Mark Zuckerberg spoke to New York Times about the latest scandal around Facebook.
Several years ago an analytic company bought the information about 50 million Facebook users from an app developer. The company claims to have used this data for influencing political campaigns and presidential elections. You'll find the full coverage of the events in the second part of this article.
Facebook's CEO said that the social network would "dramatically reduce the amount of data that developers have access to".
Facebook will "do a full forensic audit" of all apps that "have any suspicious activity".
Besides, apps that a user has not launched for three months, will be losing access to the user's data. "One of the steps we’re taking is making it so apps can no longer access data after you haven’t used them for three months.", Zuckerberg said.
Developers that want access to sensitive data for their apps will have to sign a contract with the social network and have "a real person-to-person relationship" with Facebook. As examples of sensitive data Zuckerberg named religious beliefs and sexual orientation.
One of the most intriguing aspects of this situation is whether your likes on Facebook really help study you and influence your choices. "Likes" under the question are not your reactions to posts and comments, they are pages, companies, persons, books, shows, and so on, that you've added as "liked" to your Facebook page.
The power of likes is a complicated issue, so we'll just quote two articles here.

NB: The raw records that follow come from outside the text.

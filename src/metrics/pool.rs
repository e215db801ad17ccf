//! Worker and connection pool metrics.

use prometheus::{Histogram, IntCounterVec, IntGauge};
use std::sync::Arc;

use super::labels::LabelComposer;
use super::registry::MetricRegistry;
use super::snapshot::Snapshot;
use super::surface::{MetricSurface, Surface};
use super::timer::OpenTimer;
use crate::error::MetricsResult;

/// Queue, usage and utilization metrics of one named pool.
///
/// `pool_ratio` and `max_pool_size` exist only for pools with a positive
/// maximum size.
pub struct PoolSurface {
    surface: MetricSurface,
    queue_size: Option<IntGauge>,
    queue_delay: Option<Histogram>,
    usage: Option<Histogram>,
    in_use: Option<IntGauge>,
    completed: IntCounterVec,
    max_size: usize,
}

impl PoolSurface {
    pub fn new(
        registry: Arc<MetricRegistry>,
        base_name: &str,
        pool_type: &str,
        pool_name: &str,
        max_size: usize,
    ) -> MetricsResult<Self> {
        let labels = LabelComposer::new([("pool_type", pool_type), ("pool_name", pool_name)]);
        let surface = MetricSurface::new(registry, base_name, labels);

        let queue_size = surface.gauge("queue_size", "Tasks waiting for a worker", &[])?;
        let queue_delay = surface.histogram("queue_delay", "Time tasks wait for a worker in seconds", &[])?;
        let usage = surface.histogram("usage", "Time tasks hold a worker in seconds", &[])?;
        let in_use = surface.gauge("in_use", "Workers in use", &[])?;
        let completed = surface.counter("completed", "Finished tasks by outcome", &["outcome"])?;

        let in_use = surface.bound(&in_use, &[]);
        if max_size > 0 {
            let max = surface.gauge("max_pool_size", "Configured maximum pool size", &[])?;
            if let Some(g) = surface.bound(&max, &[]) {
                g.set(i64::try_from(max_size).unwrap_or(i64::MAX));
            }
            let ratio = surface.ratio("pool_ratio", "Workers in use over maximum pool size", &[])?;
            if let Some(numerator) = &in_use {
                let labels = surface.labels().resolve(&[]);
                ratio.track(&labels, numerator.clone(), max_size as f64);
            }
        }

        Ok(Self {
            queue_size: surface.bound(&queue_size, &[]),
            queue_delay: surface.bound(&queue_delay, &[]),
            usage: surface.bound(&usage, &[]),
            in_use,
            completed,
            max_size,
            surface,
        })
    }

    pub fn max_size(&self) -> usize {
        self.max_size
    }

    /// A task was queued.
    pub fn submitted(&self) -> OpenTimer {
        if self.is_closed() {
            return OpenTimer::inert();
        }
        if let Some(g) = &self.queue_size {
            g.inc();
        }
        OpenTimer::start(self.queue_delay.as_ref())
    }

    /// A queued task was refused; it never ran, so nothing is observed.
    pub fn rejected(&self, queued: OpenTimer) {
        queued.discard();
        if self.is_closed() {
            return;
        }
        if let Some(g) = &self.queue_size {
            g.dec();
        }
    }

    /// A queued task got a worker. Returns its usage timer.
    pub fn begin(&self, queued: OpenTimer) -> OpenTimer {
        if self.is_closed() {
            queued.discard();
            return OpenTimer::inert();
        }
        if let Some(g) = &self.queue_size {
            g.dec();
        }
        if let Some(g) = &self.in_use {
            g.inc();
        }
        let _ = queued.observe();
        OpenTimer::start(self.usage.as_ref())
    }

    /// The task finished. The usage timer is observed either way.
    pub fn end(&self, usage: OpenTimer, succeeded: bool) {
        if self.is_closed() {
            usage.discard();
            return;
        }
        if let Some(g) = &self.in_use {
            g.dec();
        }
        let _ = usage.observe();
        let outcome = if succeeded { "succeeded" } else { "failed" };
        if let Some(c) = self.surface.bound(&self.completed, &[outcome]) {
            c.inc();
        }
    }
}

impl Surface for PoolSurface {
    fn base_name(&self) -> &str {
        self.surface.base_name()
    }

    fn snapshot(&self) -> Snapshot {
        self.surface.snapshot()
    }

    fn close(&self) {
        self.surface.close();
    }

    fn is_closed(&self) -> bool {
        self.surface.is_closed()
    }
}
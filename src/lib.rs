//! wirestat - label-aware Prometheus instrumentation for networked services.
//!
//! A [`MetricsFacade`] hands out one surface per resource the host creates
//! (HTTP servers and clients, TCP servers and clients, datagram sockets, the
//! event bus, worker pools). Each surface turns lifecycle events into
//! counters, gauges and histograms in a shared [`MetricRegistry`], which
//! [`http::router`] exposes for scraping.

pub mod config;
pub mod error;
pub mod http;
pub mod metrics;

pub use config::{Config, MetricsConfig};
pub use error::{MetricsError, MetricsResult};
pub use metrics::{MetricRegistry, MetricsFacade, RegistryDirectory, Surface};
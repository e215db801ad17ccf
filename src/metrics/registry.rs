//! Process-scoped collector registry.
//!
//! [`MetricRegistry`] wraps a `prometheus::Registry` and is the single arbiter
//! of which fully-qualified metric names are registered. Several surfaces may
//! share one name (two HTTP servers on different local addresses both own
//! `http_servers_requests`); the registry counts owners per name and only
//! unregisters the collector when the last owner releases it.

use parking_lot::Mutex;
use prometheus::{Encoder, Registry, TextEncoder};
use std::collections::{BTreeMap, HashMap};
use std::sync::Arc;
use tracing::{debug, warn};

use super::collector::{Collector, CollectorSpec};
use crate::error::{MetricsError, MetricsResult};

/// Owner label pairs identifying which surface holds a share of a collector.
pub(crate) type OwnerKey = Vec<(String, String)>;

struct Registration {
    collector: Collector,
    keys: Vec<String>,
    owners: Vec<OwnerKey>,
}

/// Shared registry of label-aware collectors.
pub struct MetricRegistry {
    inner: Registry,
    collectors: Mutex<HashMap<String, Registration>>,
}

impl Default for MetricRegistry {
    fn default() -> Self {
        Self::new()
    }
}

impl MetricRegistry {
    pub fn new() -> Self {
        Self::from_registry(Registry::new())
    }

    /// Create a registry with a name prefix and static labels applied to
    /// every exported sample.
    pub fn with_labels(
        namespace: Option<&str>,
        labels: &BTreeMap<String, String>,
    ) -> MetricsResult<Self> {
        let labels = (!labels.is_empty()).then(|| {
            labels
                .iter()
                .map(|(k, v)| (k.clone(), v.clone()))
                .collect::<HashMap<_, _>>()
        });
        let registry = Registry::new_custom(namespace.map(str::to_string), labels)?;
        Ok(Self::from_registry(registry))
    }

    /// Wrap an existing prometheus registry.
    pub fn from_registry(inner: Registry) -> Self {
        Self {
            inner,
            collectors: Mutex::new(HashMap::new()),
        }
    }

    /// The underlying prometheus registry, for exporters.
    pub fn prometheus(&self) -> &Registry {
        &self.inner
    }

    /// Take a share of the collector named `spec.name`, creating and
    /// registering it if this is the first share.
    pub(crate) fn acquire(&self, spec: &CollectorSpec<'_>, owner: &[(String, String)]) -> MetricsResult<Collector> {
        let mut collectors = self.collectors.lock();

        if let Some(reg) = collectors.get_mut(spec.name) {
            if reg.collector.kind() != spec.kind || reg.keys != spec.keys {
                warn!(name = spec.name, existing = %reg.collector.kind(), requested = %spec.kind, "metric shape conflict");
                return Err(MetricsError::ShapeConflict {
                    name: spec.name.to_string(),
                    existing: reg.collector.kind(),
                    existing_keys: reg.keys.clone(),
                    requested: spec.kind,
                    requested_keys: spec.keys.to_vec(),
                });
            }
            reg.owners.push(owner.to_vec());
            return Ok(reg.collector.clone());
        }

        let collector = Collector::build(spec)?;
        self.inner.register(collector.boxed())?;
        debug!(name = spec.name, kind = %spec.kind, labels = ?spec.keys, "registered collector");

        collectors.insert(
            spec.name.to_string(),
            Registration {
                collector: collector.clone(),
                keys: spec.keys.to_vec(),
                owners: vec![owner.to_vec()],
            },
        );
        Ok(collector)
    }

    /// Give back one share of `name` held by `owner`.
    ///
    /// The last share unregisters the collector. Otherwise, if no remaining
    /// share carries the same owner labels, the children labelled with
    /// `owner`'s values are removed so a closed surface leaves no samples.
    pub(crate) fn release(&self, name: &str, owner: &[(String, String)]) {
        let mut collectors = self.collectors.lock();
        let Some(reg) = collectors.get_mut(name) else {
            return;
        };

        if let Some(pos) = reg.owners.iter().position(|o| o.as_slice() == owner) {
            reg.owners.swap_remove(pos);
        }

        if reg.owners.is_empty() {
            if let Some(reg) = collectors.remove(name) {
                if let Err(e) = self.inner.unregister(reg.collector.boxed()) {
                    warn!(name, error = %e, "failed to unregister collector");
                }
                debug!(name, "unregistered collector");
            }
        } else if !reg.owners.iter().any(|o| o.as_slice() == owner) {
            let pruned = reg.collector.prune(&reg.keys, owner);
            debug!(name, pruned, remaining_owners = reg.owners.len(), "released collector share");
        }
    }

    /// Whether a collector is currently registered under `name`.
    pub fn contains(&self, name: &str) -> bool {
        self.collectors.lock().contains_key(name)
    }

    /// Number of shares held on `name`.
    pub fn owners(&self, name: &str) -> usize {
        self.collectors
            .lock()
            .get(name)
            .map_or(0, |reg| reg.owners.len())
    }

    /// Number of registered collectors.
    pub fn len(&self) -> usize {
        self.collectors.lock().len()
    }

    pub fn is_empty(&self) -> bool {
        self.len() == 0
    }

    /// Unregister every collector regardless of outstanding shares.
    pub fn shutdown(&self) {
        let drained: Vec<(String, Registration)> = self.collectors.lock().drain().collect();
        for (name, reg) in drained {
            if let Err(e) = self.inner.unregister(reg.collector.boxed()) {
                warn!(name = %name, error = %e, "failed to unregister collector during shutdown");
            }
        }
        debug!("registry shut down");
    }

    /// Gather all metrics and encode them in Prometheus text format.
    pub fn gather_text(&self) -> String {
        let encoder = TextEncoder::new();
        let metric_families = self.inner.gather();
        let mut buffer = vec![];
        if let Err(e) = encoder.encode(&metric_families, &mut buffer) {
            tracing::error!(error = %e, "Failed to encode Prometheus metrics");
            return String::new();
        }
        match String::from_utf8(buffer) {
            Ok(s) => s,
            Err(e) => {
                tracing::error!(error = %e, "Prometheus metrics were not valid UTF-8");
                String::new()
            }
        }
    }
}

/// Named registries shared between independently constructed facades.
///
/// This is explicit, injected state: a process that wants several facades to
/// report into one registry hands them the same directory.
#[derive(Default)]
pub struct RegistryDirectory {
    entries: Mutex<HashMap<String, Arc<MetricRegistry>>>,
}

impl RegistryDirectory {
    pub fn new() -> Self {
        Self::default()
    }

    /// Look up `name`, creating it with `create` if absent.
    ///
    /// The boolean is true when this call created the registry.
    pub fn get_or_create<F>(&self, name: &str, create: F) -> MetricsResult<(Arc<MetricRegistry>, bool)>
    where
        F: FnOnce() -> MetricsResult<MetricRegistry>,
    {
        let mut entries = self.entries.lock();
        if let Some(existing) = entries.get(name) {
            return Ok((Arc::clone(existing), false));
        }
        let registry = Arc::new(create()?);
        entries.insert(name.to_string(), Arc::clone(&registry));
        Ok((registry, true))
    }

    pub fn get(&self, name: &str) -> Option<Arc<MetricRegistry>> {
        self.entries.lock().get(name).cloned()
    }

    pub fn remove(&self, name: &str) -> Option<Arc<MetricRegistry>> {
        self.entries.lock().remove(name)
    }

    pub fn len(&self) -> usize {
        self.entries.lock().len()
    }

    pub fn is_empty(&self) -> bool {
        self.len() == 0
    }
}

#[cfg(test)]
mod tests {
    use super::*;
    use crate::metrics::CollectorKind;

    fn spec<'a>(name: &'a str, kind: CollectorKind, keys: &'a [String]) -> CollectorSpec<'a> {
        CollectorSpec {
            name,
            help: "test",
            kind,
            keys,
            buckets: None,
        }
    }

    fn owner(local: &str) -> OwnerKey {
        vec![("local".to_string(), local.to_string())]
    }

    #[test]
    fn test_shared_name_counts_owners() {
        let registry = MetricRegistry::new();
        let keys = vec!["local".to_string(), "remote".to_string()];
        let s = spec("net_servers_connections", CollectorKind::Gauge, &keys);

        registry.acquire(&s, &owner("a:1")).unwrap();
        registry.acquire(&s, &owner("b:2")).unwrap();
        assert_eq!(registry.owners("net_servers_connections"), 2);

        registry.release("net_servers_connections", &owner("a:1"));
        assert!(registry.contains("net_servers_connections"));
        registry.release("net_servers_connections", &owner("b:2"));
        assert!(!registry.contains("net_servers_connections"));
        assert!(registry.is_empty());
    }

    #[test]
    fn test_shape_conflict() {
        let registry = MetricRegistry::new();
        let keys = vec!["remote".to_string()];
        registry
            .acquire(&spec("x_total", CollectorKind::Counter, &keys), &[])
            .unwrap();
        let err = registry
            .acquire(&spec("x_total", CollectorKind::Gauge, &keys), &[])
            .unwrap_err();
        assert_eq!(err.error_code(), "shape_conflict");
    }

    #[test]
    fn test_static_labels_exported() {
        let mut labels = BTreeMap::new();
        labels.insert("region".to_string(), "eu".to_string());
        let registry = MetricRegistry::with_labels(Some("app"), &labels).unwrap();
        let keys: Vec<String> = vec![];
        let collector = registry
            .acquire(&spec("up", CollectorKind::Gauge, &keys), &[])
            .unwrap();
        if let Collector::Gauge(g) = collector {
            g.with_label_values(&[]).set(1);
        }
        let text = registry.gather_text();
        assert!(text.contains("app_up{region=\"eu\"} 1"));
    }

    #[test]
    fn test_shutdown_unregisters_everything() {
        let registry = MetricRegistry::new();
        let keys: Vec<String> = vec![];
        registry
            .acquire(&spec("a", CollectorKind::Counter, &keys), &[])
            .unwrap();
        registry
            .acquire(&spec("b", CollectorKind::Gauge, &keys), &[])
            .unwrap();
        registry.shutdown();
        assert!(registry.is_empty());
        assert!(registry.prometheus().gather().is_empty());
    }

    #[test]
    fn test_directory_creates_once() {
        let directory = RegistryDirectory::new();
        let (first, created) = directory
            .get_or_create("shared", || Ok(MetricRegistry::new()))
            .unwrap();
        assert!(created);
        let (second, created) = directory
            .get_or_create("shared", || Ok(MetricRegistry::new()))
            .unwrap();
        assert!(!created);
        assert!(Arc::ptr_eq(&first, &second));
        assert!(directory.remove("shared").is_some());
        assert!(directory.is_empty());
    }
}
//! Per-surface collector ownership.

use dashmap::DashMap;
use std::sync::Arc;
use tracing::debug;

use super::collector::{Collector, CollectorSpec};
use super::registry::{MetricRegistry, OwnerKey};
use crate::error::{MetricsError, MetricsResult};

#[derive(Debug)]
struct TableEntry {
    collector: Collector,
    keys: Vec<String>,
}

/// The collectors one surface has created, keyed by fully-qualified name.
///
/// Creation is idempotent per name: concurrent callers asking for the same
/// name all observe a single collector, and the table takes exactly one share
/// of it from the [`MetricRegistry`]. Removal only gives back this table's
/// shares, so collectors of other surfaces in the same registry are never
/// affected.
pub struct CollectorTable {
    registry: Arc<MetricRegistry>,
    owner: OwnerKey,
    entries: DashMap<String, TableEntry>,
}

impl CollectorTable {
    pub fn new(registry: Arc<MetricRegistry>, owner: &[(String, String)]) -> Self {
        Self {
            registry,
            owner: owner.to_vec(),
            entries: DashMap::new(),
        }
    }

    pub fn registry(&self) -> &Arc<MetricRegistry> {
        &self.registry
    }

    /// Return the collector named `spec.name`, creating it on first use.
    pub fn get_or_create(&self, spec: &CollectorSpec<'_>) -> MetricsResult<Collector> {
        if let Some(entry) = self.entries.get(spec.name) {
            return check_shape(spec, &entry);
        }

        // The shard lock is held while the registry share is taken, so two
        // racing callers cannot both acquire.
        let entry = self
            .entries
            .entry(spec.name.to_string())
            .or_try_insert_with(|| {
                self.registry
                    .acquire(spec, &self.owner)
                    .map(|collector| TableEntry {
                        collector,
                        keys: spec.keys.to_vec(),
                    })
            })?;
        check_shape(spec, &entry)
    }

    /// Look up a collector without creating it.
    pub fn get(&self, name: &str) -> Option<Collector> {
        self.entries.get(name).map(|e| e.collector.clone())
    }

    /// Forget `name` and give back its registry share. No-op if absent.
    pub fn remove(&self, name: &str) {
        if self.entries.remove(name).is_some() {
            self.registry.release(name, &self.owner);
        }
    }

    /// Forget every collector this table owns.
    pub fn remove_all(&self) {
        let names: Vec<String> = self.entries.iter().map(|e| e.key().clone()).collect();
        for name in &names {
            self.remove(name);
        }
        if !names.is_empty() {
            debug!(count = names.len(), "released surface collectors");
        }
    }

    /// `(name, collector)` pairs whose name starts with `prefix`.
    pub fn with_prefix(&self, prefix: &str) -> Vec<(String, Collector)> {
        self.entries
            .iter()
            .filter(|e| e.key().starts_with(prefix))
            .map(|e| (e.key().clone(), e.value().collector.clone()))
            .collect()
    }

    pub fn len(&self) -> usize {
        self.entries.len()
    }

    pub fn is_empty(&self) -> bool {
        self.entries.is_empty()
    }
}

fn check_shape(spec: &CollectorSpec<'_>, entry: &TableEntry) -> MetricsResult<Collector> {
    if entry.collector.kind() != spec.kind || entry.keys != spec.keys {
        return Err(MetricsError::ShapeConflict {
            name: spec.name.to_string(),
            existing: entry.collector.kind(),
            existing_keys: entry.keys.clone(),
            requested: spec.kind,
            requested_keys: spec.keys.to_vec(),
        });
    }
    Ok(entry.collector.clone())
}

Cambridge Analytica has marketed itself as classifying voters using five personality traits known as OCEAN — Openness, Conscientiousness, Extroversion, Agreeableness, and Neuroticism — the same model used by University of Cambridge researchers for in-house, non-commercial research. The question of whether OCEAN made a difference in the presidential election remains unanswered
Cambridge Analytica has claimed that OCEAN scores can be used to drive voter and consumer behavior through "microtargeting," meaning narrowly tailored messages. Nix has said that neurotic voters tend to be moved by “rational and fear-based” arguments, while introverted, agreeable voters are more susceptible to “tradition and habits and family and community.”
Facebook banned CA on the platform only in March 2018
Remarkably reliable deductions could be drawn from simple online actions. For example, men who "liked" the cosmetics brand MAC were slightly more likely to be gay; one of the best indicators for heterosexuality was "liking" Wu-Tang Clan. Followers of Lady Gaga were most probably extroverts, while those who "liked" philosophy tended to be introverts. While each piece of such information is too weak to produce a reliable prediction, when tens, hundreds, or thousands of individual data points are combined, the resulting predictions become really accurate.
Kosinski and his team tirelessly refined their models. In 2012, Kosinski proved that on the basis of an average of 68 Facebook "likes" by a user, it was possible to predict their skin color (with 95 percent accuracy), their sexual orientation (88 percent accuracy), and their affiliation to the Democratic or Republican party (85 percent). But it didn't stop there. Intelligence, religious affiliation, as well as alcohol, cigarette and drug use, could all be determined. From the data, it was even possible to deduce whether someone's parents were divorced.
The strength of their modeling was illustrated by how well it could predict a subject's answers. Kosinski continued to work on the models incessantly: before long, he was able to evaluate a person better than the average work colleague, merely on the basis of ten Facebook "likes." Seventy "likes" were enough to outdo what a person's friends knew, 150 what their parents knew, and 300 "likes" what their partner knew. More "likes" could even surpass what a person thought they knew about themselves.”